作者:未知  来源:青空文库   更新:2006-10-23 13:42:57  点击:  切换到繁體中文


     3 楽しい家庭

 ある朝、迎えの使いが、私のところへやって来ました。行ってみると、主人が、
「まあ、そこに坐れ。」
 と言います。
「これまで、お前から聞いた話は、その後、まじめに考えてみたが、どうも、お前たちは、どういう風の吹きまわしか、たま/\爪のあかほどの理性を持っている一種の動物らしい。ところが、お前たちはせっかく、自然が与えてくれた立派な力は、捨てゝ見向きもしようとしないで、もとから持っている欠点ばかりをふやそうとしている。

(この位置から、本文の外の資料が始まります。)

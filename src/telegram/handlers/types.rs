//! Handler types and dependencies

use std::sync::Arc;
use tokio::sync::Semaphore;

use crate::download::dispatch::ResultDispatcher;
use crate::download::inflight::InFlightRegistry;
use crate::download::pipeline::VideoPipeline;

/// Error type for handlers
pub type HandlerError = Box<dyn std::error::Error + Send + Sync + 'static>;

/// Dependencies required by handlers
#[derive(Clone)]
pub struct HandlerDeps {
    pub pipeline: Arc<VideoPipeline>,
    pub dispatcher: Arc<ResultDispatcher>,
    pub inflight: Arc<InFlightRegistry>,
    /// Bounds how many requests run yt-dlp at the same time
    pub download_slots: Arc<Semaphore>,
}

impl HandlerDeps {
    pub fn new(
        pipeline: Arc<VideoPipeline>,
        dispatcher: Arc<ResultDispatcher>,
        max_concurrent_downloads: usize,
    ) -> Self {
        Self {
            pipeline,
            dispatcher,
            inflight: InFlightRegistry::new(),
            download_slots: Arc::new(Semaphore::new(max_concurrent_downloads)),
        }
    }
}
//! Telegram bot handler tree configuration
//!
//! This module provides the main dispatcher schema for the Telegram bot.

mod commands;
mod links;
mod schema;
mod types;

pub use schema::schema;
pub use types::{HandlerDeps, HandlerError};
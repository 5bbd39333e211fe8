//! `/start`, `/help` and `/cancel`

use teloxide::prelude::*;
use teloxide::types::{Message, ParseMode};

use super::types::{HandlerDeps, HandlerError};
use crate::core::messages;

pub(super) async fn handle_start_command(bot: &Bot, msg: &Message) -> Result<(), HandlerError> {
    bot.send_message(msg.chat.id, messages::WELCOME)
        .parse_mode(ParseMode::MarkdownV2)
        .await?;
    Ok(())
}

pub(super) async fn handle_help_command(bot: &Bot, msg: &Message) -> Result<(), HandlerError> {
    bot.send_message(msg.chat.id, messages::HELP).await?;
    Ok(())
}

pub(super) async fn handle_cancel_command(bot: &Bot, msg: &Message, deps: &HandlerDeps) -> Result<(), HandlerError> {
    let text = if deps.inflight.cancel(msg.chat.id.0) {
        log::info!("🛑 Cancel requested by chat {}", msg.chat.id);
        messages::CANCEL_REQUESTED
    } else {
        messages::NOTHING_TO_CANCEL
    };
    bot.send_message(msg.chat.id, text).await?;
    Ok(())
}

わざ/\骨を折っては、欠点をふやす工夫や発明をしているみたいなものだ。
 ところで、お前は、お前の国のヤーフどもの有様をいろ/\話してくれたが、お前たちと、この国のヤーフとは、身体の恰好がよく似ているだけでなく、心の方もよく似ていると思えるのだ。ヤーフどもがお互に憎み合うのは、ほかの動物には見られないほど猛烈なもので、それは誰でも知っていることなのだが、この国のヤーフどもの争いも、お前が言ったお前たちのその争いも、どちらも、どうもよく似ているのだ。
 もし、こゝにヤーフが五匹いるとして、そこへ五十人分ぐらいの肉を投げてやるとする。すると、彼等はおとなしく食べるどころか、一人で全部を取ろうとして、たちまち、ひどいつかみ合いがはじまる。だから、彼等が外で物を食べるときには、召使を一人そばに立たせておくことにするし、家にいるときは、お互に遠くへ離してつないでおく。

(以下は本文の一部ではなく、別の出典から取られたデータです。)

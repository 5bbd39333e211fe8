//! Mock implementations of the extraction service
//!
//! The mock writes real files into the download dir so cleanup and artifact
//! lifetime are exercised the same way as with yt-dlp.

pub mod mock_extractor;

#[allow(unused_imports)]
pub use mock_extractor::{MockExtractor, MockStep};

 また、牛が死んだりした場合、それをフウイヌムが家のヤーフのために買って戻ると、間もなく近所のヤーフどもが群をなして盗みに来る。そして、お前が言ったと同じような戦争がはじまる。爪で引っ掻き合って大怪我をする。たゞ幸いなことに、お前たちの発明したような、人殺し器械はないので、めったに死ぬようなことはない。また、あるときは、何の理由もないのに、近所同士のヤーフどもが、同じような戦争をはじめる。つまり近所同士で、折もあらば不意をおそってやろうと、隙をねらっているのだ。」
 それから、主人はさらに次のような珍しい話をしてくれました。
 この国の、ある地方の野原には、さま/″\の色に光る石があって、これがヤーフどもの大好物なのです。もし、この石が地面から半分ほど、のぞいていたりすると、ヤーフは何日でも、朝から晩まで爪で掘り返しています。そして家に持って帰ると、それを小屋の中にそっと隠しておきますが、まだそれでも、もしか仲間に嗅ぎ出されはしないかと、ギョロ/\と目を見張っています。

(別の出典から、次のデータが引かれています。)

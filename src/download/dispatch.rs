//! Sends the pipeline's result back to the chat.
//!
//! The artifact is removed on every path out of [`ResultDispatcher::dispatch`]:
//! after a successful send, after a send error and after a send timeout.

use async_trait::async_trait;
use std::path::Path;
use std::sync::Arc;
use std::time::Duration;

use crate::core::error::{AppError, AppResult};
use crate::download::artifact::DownloadedArtifact;
use crate::download::ytdlp_errors::{failure_text, FailureKind};

/// What the pipeline wants sent to the chat.
#[derive(Debug)]
pub enum DispatchAction {
    SendVideo { artifact: DownloadedArtifact, caption: String },
    SendText { text: String },
}

/// What actually reached the chat.
#[derive(Debug, Clone, Copy, PartialEq, Eq)]
pub enum DispatchReport {
    VideoSent,
    TextSent,
    /// The artifact vanished before sending; a failure notice was sent instead
    ArtifactMissing,
}

/// Outbound side of the chat transport.
#[async_trait]
pub trait ChatSender: Send + Sync {
    async fn send_video(&self, chat_id: i64, path: &Path, caption: &str) -> AppResult<()>;

    async fn send_text(&self, chat_id: i64, text: &str) -> AppResult<()>;
}

pub struct ResultDispatcher {
    sender: Arc<dyn ChatSender>,
    send_timeout: Duration,
}

impl ResultDispatcher {
    pub fn new(sender: Arc<dyn ChatSender>, send_timeout: Duration) -> Self {
        Self { sender, send_timeout }
    }

    pub async fn dispatch(&self, chat_id: i64, action: DispatchAction) -> AppResult<DispatchReport> {
        match action {
            DispatchAction::SendText { text } => {
                self.sender.send_text(chat_id, &text).await?;
                Ok(DispatchReport::TextSent)
            }
            DispatchAction::SendVideo { artifact, caption } => self.send_artifact(chat_id, artifact, &caption).await,
        }
    }

    async fn send_artifact(
        &self,
        chat_id: i64,
        artifact: DownloadedArtifact,
        caption: &str,
    ) -> AppResult<DispatchReport> {
        if !artifact.exists() {
            log::error!("❌ Artifact missing before send: {}", artifact.path().display());
            drop(artifact);
            self.sender
                .send_text(chat_id, &failure_text(FailureKind::Unknown, None))
                .await?;
            return Ok(DispatchReport::ArtifactMissing);
        }

        let size = fs_err::metadata(artifact.path()).map(|m| m.len()).unwrap_or(0);
        log::info!(
            "📤 Sending {} ({:.2} MB) to chat {}",
            artifact.path().display(),
            size as f64 / (1024.0 * 1024.0),
            chat_id
        );

        let result = tokio::time::timeout(
            self.send_timeout,
            self.sender.send_video(chat_id, artifact.path(), caption),
        )
        .await;

        if let Err(e) = artifact.remove() {
            log::warn!("Failed to remove artifact after send: {}", e);
        }

        let error = match result {
            Ok(Ok(())) => {
                log::info!("✅ Video sent to chat {}", chat_id);
                return Ok(DispatchReport::VideoSent);
            }
            Ok(Err(e)) => e,
            Err(_) => AppError::SendTimeout(self.send_timeout.as_secs()),
        };

        log::error!("❌ Failed to send video to chat {}: {}", chat_id, error);
        let kind = match error {
            AppError::SendTimeout(_) => FailureKind::Timeout,
            _ => FailureKind::Unknown,
        };
        if let Err(e) = self.sender.send_text(chat_id, &failure_text(kind, None)).await {
            log::warn!("Failed to send failure notice to chat {}: {}", chat_id, e);
        }
        Err(error)
    }
}
//! Bot initialization
//!
//! This module contains:
//! - Command enum definition
//! - Bot instance creation
//! - Command registration in the Telegram UI

use reqwest::ClientBuilder;
use secrecy::ExposeSecret;
use teloxide::prelude::*;
use teloxide::types::BotCommand;
use teloxide::utils::command::BotCommands;

use crate::core::config::{self, AppConfig};

/// Bot commands enum with descriptions
#[derive(BotCommands, Clone, Debug, PartialEq, Eq)]
#[command(rename_rule = "lowercase", description = "الأوامر المتاحة:")]
pub enum Command {
    #[command(description = "رسالة الترحيب")]
    Start,
    #[command(description = "طريقة الاستخدام")]
    Help,
    #[command(description = "إلغاء التحميل الجاري")]
    Cancel,
}

/// Creates a Bot instance with custom or default API URL
///
/// The HTTP client timeout is longer than the send timeout so uploads are
/// bounded by the dispatcher, not cut short by reqwest.
///
/// # Returns
/// * `Ok(Bot)` - Successfully created bot instance
/// * `Err(anyhow::Error)` - Missing token, invalid BOT_API_URL or client build failure
pub fn create_bot(app: &AppConfig) -> anyhow::Result<Bot> {
    let token = app.require_bot_token()?;
    let client_timeout = config::network::timeout().max(app.send_timeout + std::time::Duration::from_secs(30));
    let client = ClientBuilder::new().timeout(client_timeout).build()?;
    let bot = Bot::with_client(token.expose_secret(), client);

    let bot = match &app.bot_api_url {
        Some(bot_api_url) => {
            log::info!("Using custom Bot API URL: {}", bot_api_url);
            let url = url::Url::parse(bot_api_url).map_err(|e| anyhow::anyhow!("Invalid BOT_API_URL: {}", e))?;
            bot.set_api_url(url)
        }
        None => bot,
    };

    Ok(bot)
}

/// Registers the command list shown in the Telegram UI
pub async fn setup_bot_commands(bot: &Bot) -> Result<(), teloxide::RequestError> {
    let commands: Vec<BotCommand> = Command::bot_commands();
    bot.set_my_commands(commands).await?;
    Ok(())
}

 主人は、どうしてまたこんな石をヤーフどもが大切がるのか、さっぱりわからなかったのですが、一度試しに、ヤーフが埋めている場所から、そっとこの石を取りのけておきました。すると、このさもしい動物は、宝がなくなっているのに気づいて、大声で泣きわめき、仲間をすっかりそこへ呼び集めました。そして、さも哀れげに悲しんでいるかとおもうと、たちまち誰彼の区別もなく噛みついたり、引っ掻いたり大騒ぎをします。それからだん/\元気がなくなって、物も食べなければ、眠りもしません。そこで主人は、その石をまたもとのところへ返してやりました。それを見ると、ヤーフはすぐ機嫌もよくなり、元気になったということです。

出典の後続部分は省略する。